Von Irina Wolkowa, Sotschi

Festnahmen in Naltschik

Tscherkessen protestieren gegen die Winterspiele

Mit der Festnahme von 25 Aktivisten endete eine Rallye kritischer Organisationen der Tscherkessen. Sie sind die Ureinwohner des Nordwestkaukasus, zu dem auch Sotschi gehört und hatten in Naltschik, der Hauptstadt der russischen Teilrepublik Kabardino-Balkarien, gegen die Olympischen Winterspiele protestiert. Dazu hatten sie ihre Autos mit tscherkessischen Flaggen und der Aufschrift »Sotschi - Land des Völkermordes« dekoriert.

Gemeint war der Vernichtungsfeldzug, den Russland im 19. Jahrhundert gegen die aufständische Volksgruppe führte. Überlebende stellte Zar Alexander I. 1864 vor die Wahl zwischen Pest und Cholera: Unterwerfung oder Deportation in die Osmanische Türkei.
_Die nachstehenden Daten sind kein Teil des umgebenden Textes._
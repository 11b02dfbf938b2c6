use std::{
    fs,
    path::{Path, PathBuf},
};

use design_tokens_scss_core::Stylesheets;
use indexmap::IndexMap;
use tracing::{debug, info};

use crate::error::{Error, Result};

/// Destination for generated documents. Paths are relative and use `/`.
pub trait OutputWriter {
    fn write(&mut self, path: &str, content: &str) -> Result<()>;
}

/// Writes documents below a root directory, creating it (and, with `clean`,
/// emptying it) before the first write.
#[derive(Debug)]
pub struct FsWriter {
    root: PathBuf,
    clean: bool,
    prepared: bool,
}

impl FsWriter {
    pub fn new(root: impl Into<PathBuf>, clean: bool) -> Self {
        Self {
            root: root.into(),
            clean,
            prepared: false,
        }
    }

    pub fn root(&self) -> &Path {
        &self.root
    }

    fn prepare(&mut self) -> Result<()> {
        if self.prepared {
            return Ok(());
        }
        if self.clean && self.root.exists() {
            info!(dir = %self.root.display(), "cleaning output directory");
            fs::remove_dir_all(&self.root).map_err(Error::io(&self.root))?;
        }
        fs::create_dir_all(&self.root).map_err(Error::io(&self.root))?;
        self.prepared = true;
        Ok(())
    }
}

impl OutputWriter for FsWriter {
    fn write(&mut self, path: &str, content: &str) -> Result<()> {
        self.prepare()?;
        let target = self.root.join(path);
        if let Some(parent) = target.parent() {
            fs::create_dir_all(parent).map_err(Error::io(parent))?;
        }
        debug!(path = %target.display(), bytes = content.len(), "writing");
        fs::write(&target, content).map_err(Error::io(&target))
    }
}

/// Keeps documents in memory.
#[derive(Debug, Default)]
pub struct MemoryWriter {
    pub files: IndexMap<String, String>,
}

impl OutputWriter for MemoryWriter {
    fn write(&mut self, path: &str, content: &str) -> Result<()> {
        self.files.insert(path.to_string(), content.to_string());
        Ok(())
    }
}

/// Writes every document in order and returns the paths written.
pub fn write_stylesheets(writer: &mut dyn OutputWriter, sheets: &Stylesheets) -> Result<Vec<String>> {
    let mut written = Vec::with_capacity(sheets.len());
    for (path, content) in sheets.iter() {
        writer.write(path, content)?;
        written.push(path.to_string());
    }
    Ok(written)
}
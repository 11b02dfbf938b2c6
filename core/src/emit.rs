//! Rendering of partitioned categories into SCSS documents.
//!
//! ```text
//! base/_variables.scss    :root { every base variable }
//! base/_light.scss        :root { light variables, -light suffix dropped }
//! base/_dark.scss         .dark { dark variables, -dark suffix dropped }
//! components/_<cat>.scss  imports, typography mixins, utility classes
//! index.scss              imports everything above
//! ```

use convert_case::{Case, Casing};
use indexmap::IndexMap;
use itertools::Itertools;

use crate::{
    expression::substitute_references,
    flatten::variable_name,
    theme::{partition, Bucket, Theme},
    utilities::utility_classes,
    Categories, Category,
};

pub const VARIABLES: &str = "base/_variables.scss";
pub const INDEX: &str = "index.scss";

pub fn theme_path(theme: Theme) -> String {
    format!("base/_{}.scss", theme.name())
}

pub fn component_path(category: &str) -> String {
    format!("components/_{category}.scss")
}

/// Generated documents, relative path → content, in write order.
#[derive(Debug, Clone, Default, PartialEq)]
pub struct Stylesheets(IndexMap<String, String>);
impl Stylesheets {
    pub fn get(&self, path: &str) -> Option<&str> {
        self.0.get(path).map(String::as_str)
    }
    pub fn contains(&self, path: &str) -> bool {
        self.0.contains_key(path)
    }
    pub fn paths(&self) -> impl Iterator<Item = &str> + '_ {
        self.0.keys().map(String::as_str)
    }
    pub fn iter(&self) -> impl Iterator<Item = (&str, &str)> + '_ {
        self.0.iter().map(|(path, content)| (path.as_str(), content.as_str()))
    }
    pub fn len(&self) -> usize {
        self.0.len()
    }
    pub fn is_empty(&self) -> bool {
        self.0.is_empty()
    }
    pub fn into_inner(self) -> IndexMap<String, String> {
        self.0
    }
    fn insert(&mut self, path: String, content: String) {
        self.0.insert(path, sweep(&content));
    }
}

/// Last pass over a rendered document: substitutes any placeholder still
/// left in it. Declaration lines, comments and blank lines were resolved
/// when the token was converted and are left alone.
fn sweep(content: &str) -> String {
    let mut out = content
        .lines()
        .map(|line| {
            let trimmed = line.trim_start();
            if trimmed.is_empty()
                || trimmed.starts_with("--")
                || trimmed.starts_with("//")
                || !trimmed.contains('{')
            {
                line.to_string()
            } else {
                substitute_references(line)
            }
        })
        .join("\n");
    if content.ends_with('\n') {
        out.push('\n');
    }
    out
}

pub fn render(categories: &Categories) -> Stylesheets {
    let partition = partition(categories);
    let mut sheets = Stylesheets::default();
    sheets.insert(VARIABLES.to_string(), base_document(&partition.base));

    let themes: Vec<Theme> = Theme::VARIANTS
        .into_iter()
        .filter(|theme| partition.has_variables(*theme))
        .collect();
    for theme in &themes {
        sheets.insert(theme_path(*theme), theme_document(*theme, partition.bucket(*theme)));
    }
    for (name, category) in categories {
        sheets.insert(component_path(name), component_document(name, category, &themes));
    }
    sheets.insert(INDEX.to_string(), index_document(categories, &themes));
    sheets
}

fn title(name: &str) -> String {
    name.to_case(Case::Title)
}

/// Category title with the theme word removed (`color-light` → `Color`).
fn theme_title(name: &str) -> String {
    let stripped = name
        .to_lowercase()
        .replace("light", "")
        .replace("dark", "");
    let stripped = stripped.split('-').filter(|s| !s.is_empty()).join("-");
    if stripped.is_empty() {
        title(name)
    } else {
        title(&stripped)
    }
}

/// `--primary-light: #fff;` → `--primary: #fff;`, so both themes declare
/// the same logical name.
pub fn strip_theme_suffix(declaration: &str) -> String {
    let Some((name, rest)) = declaration.split_once(':') else {
        return declaration.to_string();
    };
    let stripped = name
        .strip_suffix("-light")
        .or_else(|| name.strip_suffix("-dark"))
        .filter(|stripped| stripped.trim_start().len() > 2);
    match stripped {
        Some(stripped) => format!("{stripped}:{rest}"),
        None => declaration.to_string(),
    }
}

fn block(selector: &str, sections: Vec<(String, Vec<String>)>) -> String {
    let body = sections
        .into_iter()
        .filter(|(_, declarations)| !declarations.is_empty())
        .map(|(title, declarations)| {
            let lines = declarations.iter().map(|d| format!("  {d}")).join("\n");
            format!("  // {title}\n{lines}")
        })
        .join("\n\n");
    if body.is_empty() {
        format!("{selector} {{\n}}\n")
    } else {
        format!("{selector} {{\n{body}\n}}\n")
    }
}

fn base_document(bucket: &Bucket) -> String {
    let sections = bucket
        .iter()
        .map(|(name, category)| (title(name), category.variables.clone()))
        .collect();
    block(":root", sections)
}

fn theme_document(theme: Theme, bucket: &Bucket) -> String {
    let sections = bucket
        .iter()
        .map(|(name, category)| {
            let declarations = category
                .variables
                .iter()
                .map(|d| strip_theme_suffix(d))
                .collect();
            (theme_title(name), declarations)
        })
        .collect();
    format!(
        "@import '{}';\n\n{}",
        Theme::Base.name(),
        block(&theme.selector(), sections)
    )
}

fn component_document(name: &str, category: &Category, themes: &[Theme]) -> String {
    let theme = Theme::of(name);
    let mut imports = vec![format!("@import '../base/{}';", Theme::Base.name())];
    if themes.contains(&theme) {
        imports.push(format!("@import '../base/{}';", theme.name()));
    }
    let names: Vec<String> = match theme {
        Theme::Base => category.variable_names().map(str::to_string).collect(),
        _ => category
            .variables
            .iter()
            .map(|d| strip_theme_suffix(d))
            .filter_map(|d| variable_name(&d).map(str::to_string))
            .collect(),
    };

    let mut sections = vec![imports.join("\n")];
    if !category.mixins.is_empty() {
        sections.push(category.mixins.join("\n\n"));
    }
    let rules = utility_classes(names.iter().map(String::as_str));
    if !rules.is_empty() {
        sections.push(format!("// {} utilities\n{}", title(name), rules.join("\n")));
    }
    format!("{}\n", sections.join("\n\n"))
}

fn index_document(categories: &Categories, themes: &[Theme]) -> String {
    let base = std::iter::once(Theme::Base)
        .chain(themes.iter().copied())
        .map(|theme| format!("@import 'base/{}';", theme.name()));
    let components = categories
        .names()
        .map(|name| format!("@import 'components/{name}';"));
    format!("{}\n", base.chain(components).join("\n"))
}

#[cfg(test)]
mod tests {
    use super::*;
    use crate::DesignTokens;
    use pretty_assertions::assert_eq;
    use serde_json::json;

    fn render_json(value: serde_json::Value) -> Stylesheets {
        DesignTokens::from_json(value).unwrap().to_scss()
    }

    #[test]
    fn theme_suffixes() {
        assert_eq!(strip_theme_suffix("--primary-light: #fff;"), "--primary: #fff;");
        assert_eq!(strip_theme_suffix("--primary-dark: #000;"), "--primary: #000;");
        assert_eq!(strip_theme_suffix("--dark-bg: #000;"), "--dark-bg: #000;");
        assert_eq!(strip_theme_suffix("--light: #fff;"), "--light: #fff;");
        assert_eq!(strip_theme_suffix("no colon"), "no colon");
    }

    #[test]
    fn titles() {
        assert_eq!(title("color-light"), "Color Light");
        assert_eq!(theme_title("color-light"), "Color");
        assert_eq!(theme_title("dark-surface-colors"), "Surface Colors");
        assert_eq!(theme_title("dark"), "Dark");
    }

    #[test]
    fn base_only_document() {
        let sheets = render_json(json!({
            "Spacing": { "spacing": { "sm": { "type": "dimension", "value": 8 } } },
            "Radius": { "radius": { "md": { "type": "borderRadius", "value": 4 } } }
        }));
        assert_eq!(
            sheets.paths().collect::<Vec<_>>(),
            vec![
                "base/_variables.scss",
                "components/_spacing.scss",
                "components/_radius.scss",
                "index.scss",
            ]
        );
        assert_eq!(
            sheets.get(VARIABLES).unwrap(),
            ":root {\n  // Spacing\n  --spacing-sm: 8px;\n\n  // Radius\n  --radius-md: 4px;\n}\n"
        );
        assert_eq!(
            sheets.get(INDEX).unwrap(),
            "@import 'base/variables';\n@import 'components/spacing';\n@import 'components/radius';\n"
        );
        assert_eq!(
            sheets.get("components/_spacing.scss").unwrap(),
            "@import '../base/variables';\n\n// Spacing utilities\n\
             .m-spacing-sm { margin: var(--spacing-sm); }\n\
             .p-spacing-sm { padding: var(--spacing-sm); }\n"
        );
        assert_eq!(
            sheets.get("components/_radius.scss").unwrap(),
            "@import '../base/variables';\n"
        );
    }

    #[test]
    fn light_and_dark_documents() {
        let sheets = render_json(json!({
            "Color Light": { "surface-color-light": { "type": "color", "value": "#ffffff" } },
            "Color Dark": { "surface-color-dark": { "type": "color", "value": "#000000" } }
        }));
        assert_eq!(
            sheets.get("base/_light.scss").unwrap(),
            "@import 'variables';\n\n:root {\n  // Color\n  --surface-color: #ffffff;\n}\n"
        );
        assert_eq!(
            sheets.get("base/_dark.scss").unwrap(),
            "@import 'variables';\n\n.dark {\n  // Color\n  --surface-color: #000000;\n}\n"
        );
        assert_eq!(sheets.get(VARIABLES).unwrap(), ":root {\n}\n");
        assert_eq!(
            sheets.get("components/_color-dark.scss").unwrap(),
            "@import '../base/variables';\n@import '../base/dark';\n\n// Color Dark utilities\n\
             .text-surface-color { color: var(--surface-color); }\n\
             .bg-surface-color { background-color: var(--surface-color); }\n\
             .border-surface-color { border-color: var(--surface-color); }\n"
        );
        assert_eq!(
            sheets.get(INDEX).unwrap(),
            "@import 'base/variables';\n@import 'base/light';\n@import 'base/dark';\n\
             @import 'components/color-light';\n@import 'components/color-dark';\n"
        );
    }

    #[test]
    fn missing_theme_is_absent() {
        let sheets = render_json(json!({
            "Color Light": { "bg": { "type": "color", "value": "#fff" } }
        }));
        assert!(sheets.contains("base/_light.scss"));
        assert!(!sheets.contains("base/_dark.scss"));
        assert!(!sheets.get(INDEX).unwrap().contains("base/dark"));
    }

    #[test]
    fn mixins_in_component_document() {
        let sheets = render_json(json!({
            "Typography": {
                "body": { "type": "typography", "value": { "fontFamily": "{font.base}", "fontSize": 14 } }
            }
        }));
        let component = sheets.get("components/_typography.scss").unwrap();
        assert!(component.contains(
            "@mixin body {\n  font-family: var(--font-base);\n  font-size: 14px;\n  \
             font-weight: inherit;\n  line-height: inherit;\n  letter-spacing: normal;\n}"
        ));
        assert!(sheets
            .get(VARIABLES)
            .unwrap()
            .contains("  --body-family: var(--font-base);\n  --body-size: 14px;"));
    }

    #[test]
    fn sweep_substitutes_leftover_placeholders() {
        assert_eq!(
            sweep("@mixin a {\n  font-family: {font.base};\n}\n  --x: {keep};\n"),
            "@mixin a {\n  font-family: var(--font-base);\n}\n  --x: {keep};\n"
        );
    }
}
//! Run configuration (design-tokens.toml)
//!
//! ```toml
//! strict = true
//!
//! [source]
//! repo = "https://github.com/acme/design-tokens.git"
//! branch = "main"
//! path = "tokens/tokens.json"
//!
//! [output]
//! dir = "src/styles/tokens"
//! clean = true
//! ```

use std::{
    fs,
    path::{Path, PathBuf},
};

use serde::Deserialize;

use crate::{
    error::{Error, Result},
    source::TokenSource,
};

pub const DEFAULT_CONFIG: &str = "design-tokens.toml";

#[derive(Debug, Clone, Default, PartialEq, Deserialize)]
pub struct Config {
    #[serde(default)]
    pub source: SourceConfig,
    #[serde(default)]
    pub output: OutputConfig,
    /// Fail instead of warning when a `var()` has no declaration.
    #[serde(default)]
    pub strict: bool,
}

/// Where the token document comes from. `file` wins over `repo`.
#[derive(Debug, Clone, PartialEq, Deserialize)]
pub struct SourceConfig {
    #[serde(default)]
    pub file: Option<PathBuf>,
    #[serde(default)]
    pub repo: Option<String>,
    #[serde(default)]
    pub branch: Option<String>,
    /// Document path inside the repository
    #[serde(default = "default_path")]
    pub path: PathBuf,
}

fn default_path() -> PathBuf {
    PathBuf::from("tokens.json")
}

impl Default for SourceConfig {
    fn default() -> Self {
        Self {
            file: None,
            repo: None,
            branch: None,
            path: default_path(),
        }
    }
}

#[derive(Debug, Clone, PartialEq, Deserialize)]
pub struct OutputConfig {
    #[serde(default = "default_dir")]
    pub dir: PathBuf,
    /// Remove the output directory before writing
    #[serde(default)]
    pub clean: bool,
}

fn default_dir() -> PathBuf {
    PathBuf::from("styles")
}

impl Default for OutputConfig {
    fn default() -> Self {
        Self {
            dir: default_dir(),
            clean: false,
        }
    }
}

/// Values given on the command line; any that are set replace the file's.
#[derive(Debug, Clone, Default)]
pub struct Overrides {
    pub file: Option<PathBuf>,
    pub repo: Option<String>,
    pub branch: Option<String>,
    pub path: Option<PathBuf>,
    pub out: Option<PathBuf>,
    pub clean: bool,
    pub strict: bool,
}

impl Config {
    pub fn load(path: &Path) -> Result<Self> {
        let data = fs::read_to_string(path).map_err(Error::io(path))?;
        toml::from_str(&data).map_err(|source| Error::Config {
            path: path.to_path_buf(),
            source,
        })
    }

    /// Loads `path` when given, else `design-tokens.toml` in the working
    /// directory if there is one, else the defaults.
    pub fn discover(path: Option<&Path>) -> Result<Self> {
        match path {
            Some(path) => Self::load(path),
            None if Path::new(DEFAULT_CONFIG).is_file() => Self::load(Path::new(DEFAULT_CONFIG)),
            None => Ok(Self::default()),
        }
    }

    pub fn apply(&mut self, overrides: Overrides) {
        // One source on the command line replaces both of the file's.
        if let Some(file) = overrides.file {
            self.source.file = Some(file);
            self.source.repo = None;
        }
        if let Some(repo) = overrides.repo {
            self.source.repo = Some(repo);
            self.source.file = None;
        }
        if let Some(branch) = overrides.branch {
            self.source.branch = Some(branch);
        }
        if let Some(path) = overrides.path {
            self.source.path = path;
        }
        if let Some(out) = overrides.out {
            self.output.dir = out;
        }
        self.output.clean |= overrides.clean;
        self.strict |= overrides.strict;
    }

    pub fn token_source(&self) -> Result<TokenSource> {
        match (&self.source.file, &self.source.repo) {
            (Some(file), _) => Ok(TokenSource::File(file.clone())),
            (None, Some(url)) => Ok(TokenSource::Git {
                url: url.clone(),
                branch: self.source.branch.clone(),
                path: self.source.path.clone(),
            }),
            (None, None) => Err(Error::NoSource),
        }
    }
}

#[cfg(test)]
mod tests {
    use super::*;
    use pretty_assertions::assert_eq;

    #[test]
    fn defaults() {
        let config: Config = toml::from_str("").unwrap();
        assert_eq!(config, Config::default());
        assert_eq!(config.source.path, PathBuf::from("tokens.json"));
        assert_eq!(config.output.dir, PathBuf::from("styles"));
        assert!(!config.strict);
        assert!(matches!(config.token_source(), Err(Error::NoSource)));
    }

    #[test]
    fn parses_full_file() {
        let config: Config = toml::from_str(
            r#"
            strict = true

            [source]
            repo = "https://example.com/tokens.git"
            branch = "main"
            path = "design/tokens.json"

            [output]
            dir = "out"
            clean = true
            "#,
        )
        .unwrap();
        assert!(config.strict);
        assert!(config.output.clean);
        assert_eq!(
            config.token_source().unwrap(),
            TokenSource::Git {
                url: "https://example.com/tokens.git".to_string(),
                branch: Some("main".to_string()),
                path: PathBuf::from("design/tokens.json"),
            }
        );
    }

    #[test]
    fn overrides_replace_file_values() {
        let mut config: Config =
            toml::from_str("[source]\nrepo = \"https://example.com/t.git\"\n").unwrap();
        config.apply(Overrides {
            file: Some(PathBuf::from("local.json")),
            out: Some(PathBuf::from("dist")),
            strict: true,
            ..Overrides::default()
        });
        assert_eq!(
            config.token_source().unwrap(),
            TokenSource::File(PathBuf::from("local.json"))
        );
        assert_eq!(config.output.dir, PathBuf::from("dist"));
        assert!(config.strict);
        assert!(!config.output.clean);
    }
}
Tausende starben. Aus Furcht vor neuen Aufständen zerstückelte Stalin ihr Siedlungsgebiet. Auf Rücknahme der Verwaltungsreform, Entschuldigung und Wiedergutmachung warten die knapp 700 000 Tscherkessen, die noch in der Russischen Föderation leben, bis heute. Für weitere Spannungen sorgte, dass die Tscherkessen bei der Vorbereitung der Olympischen Spiele - anders als Kanadas Ureinwohner vor vier Jahren in Vancouver - außen vor blieben und nicht mit ihrer Symbolik werben durften. Bei Zuwiderhandlung hatte Moskau mit einem Verfahren wegen Extremismus gedroht. Erste Festnahmen gab es Mitte Dezember. Polizei und Geheimdienste gingen dabei ähnlich brutal vor wie Freitag in Naltschik.

Wie Augenzeugen beim kritischen Internetportal »Kawkazki uzel« zu Protokoll gaben, wurde vor allem nach Nutzern des Internetkurznachrichtendienstes Twitter gefahndet. Und nach Tscherkessen aus Syrien, die in Russland um Asyl nachgesucht haben, sich an den Protesten jedoch gar nicht beteiligt hatten. Ihr Anwalt vermutet, ein Extremismusverfahren solle als plausibler Grund für die Ausweisung herhalten und Antragsteller abschrecken. In Syrien leben 100 000 Nachkommen jener Tscherkessen, die vor 150 Jahren deportiert wurden. Ihre Rückkehr nach Russland würde der Volksgruppe in den nordkaukasischen Verwaltungseinheiten wieder zur ethnischen Mehrheit verhelfen.

Zeitgleich zu den Festnahmen legten Hacker die Websites prominenter Tscherkessenorganisationen lahm. Polizei und Geheimdienste wollen das und die Festnahmen derzeit nicht kommentieren. Eine Erklärung werde es erst nach Abschluss der Ermittlungen geben.